_THE PROBLEM_
Below are records. Find each line in them that holds the word "PutOptions" and copy it.
★ ★ ★
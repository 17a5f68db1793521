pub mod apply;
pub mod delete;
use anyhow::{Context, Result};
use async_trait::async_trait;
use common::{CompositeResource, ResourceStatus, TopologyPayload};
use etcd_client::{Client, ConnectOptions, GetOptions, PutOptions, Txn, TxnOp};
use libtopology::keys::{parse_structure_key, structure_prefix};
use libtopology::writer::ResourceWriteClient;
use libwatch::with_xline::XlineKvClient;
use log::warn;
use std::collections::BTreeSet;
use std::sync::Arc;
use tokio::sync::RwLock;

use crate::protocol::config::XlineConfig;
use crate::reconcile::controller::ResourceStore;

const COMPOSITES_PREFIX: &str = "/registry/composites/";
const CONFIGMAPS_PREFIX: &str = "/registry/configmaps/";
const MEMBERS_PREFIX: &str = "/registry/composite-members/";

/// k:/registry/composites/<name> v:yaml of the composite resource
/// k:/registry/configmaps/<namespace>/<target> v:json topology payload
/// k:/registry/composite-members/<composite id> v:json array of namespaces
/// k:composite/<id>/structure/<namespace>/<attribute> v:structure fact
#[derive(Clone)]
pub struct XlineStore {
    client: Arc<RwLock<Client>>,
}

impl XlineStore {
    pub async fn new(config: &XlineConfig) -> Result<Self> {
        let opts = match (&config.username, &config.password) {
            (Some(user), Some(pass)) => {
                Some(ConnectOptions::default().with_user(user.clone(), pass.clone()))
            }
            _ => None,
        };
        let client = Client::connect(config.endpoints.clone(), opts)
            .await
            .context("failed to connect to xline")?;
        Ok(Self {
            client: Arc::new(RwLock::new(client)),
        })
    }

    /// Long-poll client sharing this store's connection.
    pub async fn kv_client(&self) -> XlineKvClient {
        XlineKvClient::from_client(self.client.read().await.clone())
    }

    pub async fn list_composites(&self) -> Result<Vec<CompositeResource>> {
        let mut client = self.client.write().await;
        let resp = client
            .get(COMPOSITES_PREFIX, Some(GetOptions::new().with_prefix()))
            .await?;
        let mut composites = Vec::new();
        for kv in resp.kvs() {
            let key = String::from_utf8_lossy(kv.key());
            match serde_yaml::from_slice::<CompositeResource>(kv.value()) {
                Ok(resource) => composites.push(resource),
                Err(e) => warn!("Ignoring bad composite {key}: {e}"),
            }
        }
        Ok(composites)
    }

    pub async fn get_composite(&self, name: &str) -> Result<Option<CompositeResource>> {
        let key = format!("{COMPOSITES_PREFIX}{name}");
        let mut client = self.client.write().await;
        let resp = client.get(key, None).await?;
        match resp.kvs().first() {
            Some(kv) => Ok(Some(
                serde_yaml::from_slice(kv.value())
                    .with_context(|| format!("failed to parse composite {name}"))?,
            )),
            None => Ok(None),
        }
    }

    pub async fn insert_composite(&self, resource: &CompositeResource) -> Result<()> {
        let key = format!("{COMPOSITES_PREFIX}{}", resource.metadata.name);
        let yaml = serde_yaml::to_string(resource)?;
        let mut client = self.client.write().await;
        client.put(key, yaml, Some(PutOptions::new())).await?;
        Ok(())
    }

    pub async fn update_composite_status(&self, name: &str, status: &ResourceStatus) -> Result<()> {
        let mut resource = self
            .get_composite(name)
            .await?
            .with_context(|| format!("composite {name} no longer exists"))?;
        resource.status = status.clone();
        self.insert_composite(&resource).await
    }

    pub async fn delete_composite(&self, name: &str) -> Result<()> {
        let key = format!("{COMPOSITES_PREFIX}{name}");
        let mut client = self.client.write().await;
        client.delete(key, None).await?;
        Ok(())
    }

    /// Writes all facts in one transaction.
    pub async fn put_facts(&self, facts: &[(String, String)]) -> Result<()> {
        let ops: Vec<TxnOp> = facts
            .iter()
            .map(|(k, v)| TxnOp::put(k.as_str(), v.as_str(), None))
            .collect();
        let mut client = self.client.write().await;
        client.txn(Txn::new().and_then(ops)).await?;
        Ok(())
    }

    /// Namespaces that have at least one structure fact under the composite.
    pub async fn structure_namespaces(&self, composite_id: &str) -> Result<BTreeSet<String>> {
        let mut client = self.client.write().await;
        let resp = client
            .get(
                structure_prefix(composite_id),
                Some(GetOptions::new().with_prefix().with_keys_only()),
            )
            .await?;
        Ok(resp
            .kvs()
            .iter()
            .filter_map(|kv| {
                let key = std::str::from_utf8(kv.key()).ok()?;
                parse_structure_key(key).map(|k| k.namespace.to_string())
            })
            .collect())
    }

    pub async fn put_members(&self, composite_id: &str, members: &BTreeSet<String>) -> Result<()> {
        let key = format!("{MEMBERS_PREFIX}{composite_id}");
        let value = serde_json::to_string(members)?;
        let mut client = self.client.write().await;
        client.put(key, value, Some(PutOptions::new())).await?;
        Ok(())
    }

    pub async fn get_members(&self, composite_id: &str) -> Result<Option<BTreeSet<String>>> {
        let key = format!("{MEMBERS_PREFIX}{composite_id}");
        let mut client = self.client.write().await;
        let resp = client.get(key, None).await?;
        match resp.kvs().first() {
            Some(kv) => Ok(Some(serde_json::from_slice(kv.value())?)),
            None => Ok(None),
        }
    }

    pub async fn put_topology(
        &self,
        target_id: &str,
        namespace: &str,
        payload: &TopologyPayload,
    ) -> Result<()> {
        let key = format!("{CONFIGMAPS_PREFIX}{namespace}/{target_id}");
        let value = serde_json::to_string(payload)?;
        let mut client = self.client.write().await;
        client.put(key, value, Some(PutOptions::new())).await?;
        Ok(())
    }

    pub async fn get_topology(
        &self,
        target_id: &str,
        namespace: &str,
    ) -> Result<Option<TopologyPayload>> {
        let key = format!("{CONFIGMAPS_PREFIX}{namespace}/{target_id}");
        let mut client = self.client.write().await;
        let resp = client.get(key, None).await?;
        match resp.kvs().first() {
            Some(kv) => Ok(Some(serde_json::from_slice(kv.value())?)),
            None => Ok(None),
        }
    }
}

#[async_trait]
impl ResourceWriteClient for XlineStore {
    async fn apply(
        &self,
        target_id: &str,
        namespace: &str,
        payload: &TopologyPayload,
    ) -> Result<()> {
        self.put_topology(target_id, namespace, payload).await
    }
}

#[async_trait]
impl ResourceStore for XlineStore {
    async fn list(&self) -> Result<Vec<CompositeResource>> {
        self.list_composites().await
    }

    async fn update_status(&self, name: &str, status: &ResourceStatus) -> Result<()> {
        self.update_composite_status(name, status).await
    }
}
★ ★ ★
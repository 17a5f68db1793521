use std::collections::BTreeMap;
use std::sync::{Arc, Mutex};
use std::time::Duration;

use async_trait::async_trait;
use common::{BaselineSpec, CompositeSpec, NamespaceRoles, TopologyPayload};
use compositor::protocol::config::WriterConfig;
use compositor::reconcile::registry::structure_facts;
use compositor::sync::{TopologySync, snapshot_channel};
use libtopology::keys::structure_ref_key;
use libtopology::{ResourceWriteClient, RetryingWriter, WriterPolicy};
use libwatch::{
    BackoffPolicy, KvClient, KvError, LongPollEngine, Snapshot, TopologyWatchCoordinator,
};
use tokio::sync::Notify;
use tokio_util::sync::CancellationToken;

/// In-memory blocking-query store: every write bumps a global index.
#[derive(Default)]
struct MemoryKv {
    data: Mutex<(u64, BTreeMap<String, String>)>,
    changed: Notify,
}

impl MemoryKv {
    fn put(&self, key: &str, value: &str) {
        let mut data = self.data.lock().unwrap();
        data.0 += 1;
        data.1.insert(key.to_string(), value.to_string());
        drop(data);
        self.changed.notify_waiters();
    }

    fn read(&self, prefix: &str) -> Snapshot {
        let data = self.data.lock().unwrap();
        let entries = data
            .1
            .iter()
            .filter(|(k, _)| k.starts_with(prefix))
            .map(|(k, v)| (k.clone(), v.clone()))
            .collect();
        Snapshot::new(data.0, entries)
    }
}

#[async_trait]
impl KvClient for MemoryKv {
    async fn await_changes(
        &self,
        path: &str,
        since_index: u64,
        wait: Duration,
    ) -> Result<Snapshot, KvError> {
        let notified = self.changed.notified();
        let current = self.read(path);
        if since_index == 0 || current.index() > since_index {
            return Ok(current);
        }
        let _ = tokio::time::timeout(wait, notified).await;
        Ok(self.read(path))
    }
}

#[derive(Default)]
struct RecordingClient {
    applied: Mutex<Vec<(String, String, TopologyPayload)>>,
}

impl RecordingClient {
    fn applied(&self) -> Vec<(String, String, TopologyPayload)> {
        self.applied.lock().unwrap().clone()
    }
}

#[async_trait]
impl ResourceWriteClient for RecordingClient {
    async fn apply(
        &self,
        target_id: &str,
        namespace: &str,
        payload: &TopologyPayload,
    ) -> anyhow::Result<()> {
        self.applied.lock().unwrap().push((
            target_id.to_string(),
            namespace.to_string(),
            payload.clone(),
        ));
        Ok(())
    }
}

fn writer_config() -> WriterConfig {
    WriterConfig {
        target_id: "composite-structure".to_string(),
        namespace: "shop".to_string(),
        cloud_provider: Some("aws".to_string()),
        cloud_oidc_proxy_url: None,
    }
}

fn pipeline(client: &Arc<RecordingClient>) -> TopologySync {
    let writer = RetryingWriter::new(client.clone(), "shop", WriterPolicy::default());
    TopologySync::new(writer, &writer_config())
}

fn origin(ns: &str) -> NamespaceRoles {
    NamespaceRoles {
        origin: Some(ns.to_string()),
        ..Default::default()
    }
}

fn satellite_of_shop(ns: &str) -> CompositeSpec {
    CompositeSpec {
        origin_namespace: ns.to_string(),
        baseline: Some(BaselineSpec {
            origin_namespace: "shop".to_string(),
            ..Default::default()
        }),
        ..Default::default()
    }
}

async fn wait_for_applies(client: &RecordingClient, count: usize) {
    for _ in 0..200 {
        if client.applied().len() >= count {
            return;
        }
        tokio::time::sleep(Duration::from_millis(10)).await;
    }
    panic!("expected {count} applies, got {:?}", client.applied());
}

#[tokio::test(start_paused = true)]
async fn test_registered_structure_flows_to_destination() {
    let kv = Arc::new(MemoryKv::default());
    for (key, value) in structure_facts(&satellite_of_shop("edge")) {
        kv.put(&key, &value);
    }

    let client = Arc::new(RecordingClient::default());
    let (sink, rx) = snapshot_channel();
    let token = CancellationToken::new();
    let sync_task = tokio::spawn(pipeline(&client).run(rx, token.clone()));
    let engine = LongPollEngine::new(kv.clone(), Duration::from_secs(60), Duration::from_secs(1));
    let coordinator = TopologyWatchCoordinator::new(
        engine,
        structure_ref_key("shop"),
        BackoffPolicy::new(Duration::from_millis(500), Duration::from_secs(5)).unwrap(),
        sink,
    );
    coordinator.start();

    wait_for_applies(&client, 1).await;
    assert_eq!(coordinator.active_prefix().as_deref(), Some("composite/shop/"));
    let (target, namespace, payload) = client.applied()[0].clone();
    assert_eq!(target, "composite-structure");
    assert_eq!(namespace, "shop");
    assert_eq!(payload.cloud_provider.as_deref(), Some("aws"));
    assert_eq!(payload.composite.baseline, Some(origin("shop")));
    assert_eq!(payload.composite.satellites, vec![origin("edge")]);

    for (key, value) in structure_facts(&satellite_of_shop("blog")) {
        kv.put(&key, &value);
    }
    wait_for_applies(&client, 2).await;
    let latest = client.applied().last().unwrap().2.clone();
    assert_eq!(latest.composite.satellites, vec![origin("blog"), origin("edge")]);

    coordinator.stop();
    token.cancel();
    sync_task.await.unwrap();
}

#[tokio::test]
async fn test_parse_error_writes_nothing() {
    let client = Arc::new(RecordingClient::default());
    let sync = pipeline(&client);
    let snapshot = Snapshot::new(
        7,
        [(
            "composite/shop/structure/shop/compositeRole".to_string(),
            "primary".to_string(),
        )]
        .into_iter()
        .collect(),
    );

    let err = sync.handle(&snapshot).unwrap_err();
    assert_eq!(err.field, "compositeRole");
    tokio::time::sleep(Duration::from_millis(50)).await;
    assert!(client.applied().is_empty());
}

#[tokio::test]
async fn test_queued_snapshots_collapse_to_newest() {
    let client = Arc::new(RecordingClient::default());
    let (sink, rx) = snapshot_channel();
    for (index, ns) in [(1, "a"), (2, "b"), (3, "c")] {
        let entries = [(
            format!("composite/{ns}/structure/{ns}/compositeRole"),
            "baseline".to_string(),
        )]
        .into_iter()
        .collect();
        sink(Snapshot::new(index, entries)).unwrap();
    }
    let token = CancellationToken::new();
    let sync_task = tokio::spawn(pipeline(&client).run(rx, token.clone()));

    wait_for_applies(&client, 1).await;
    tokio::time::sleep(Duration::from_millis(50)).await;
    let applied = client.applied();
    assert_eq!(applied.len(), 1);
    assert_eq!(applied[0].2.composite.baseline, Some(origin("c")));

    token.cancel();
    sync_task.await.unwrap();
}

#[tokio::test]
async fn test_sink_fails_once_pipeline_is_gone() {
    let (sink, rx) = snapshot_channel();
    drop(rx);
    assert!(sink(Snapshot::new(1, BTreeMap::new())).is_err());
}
★ ★ ★
_SOLUTION FOR THIS TASK_
use etcd_client::{Client, ConnectOptions, GetOptions, PutOptions, Txn, TxnOp};
        client.put(key, yaml, Some(PutOptions::new())).await?;
        client.put(key, value, Some(PutOptions::new())).await?;
        client.put(key, value, Some(PutOptions::new())).await?;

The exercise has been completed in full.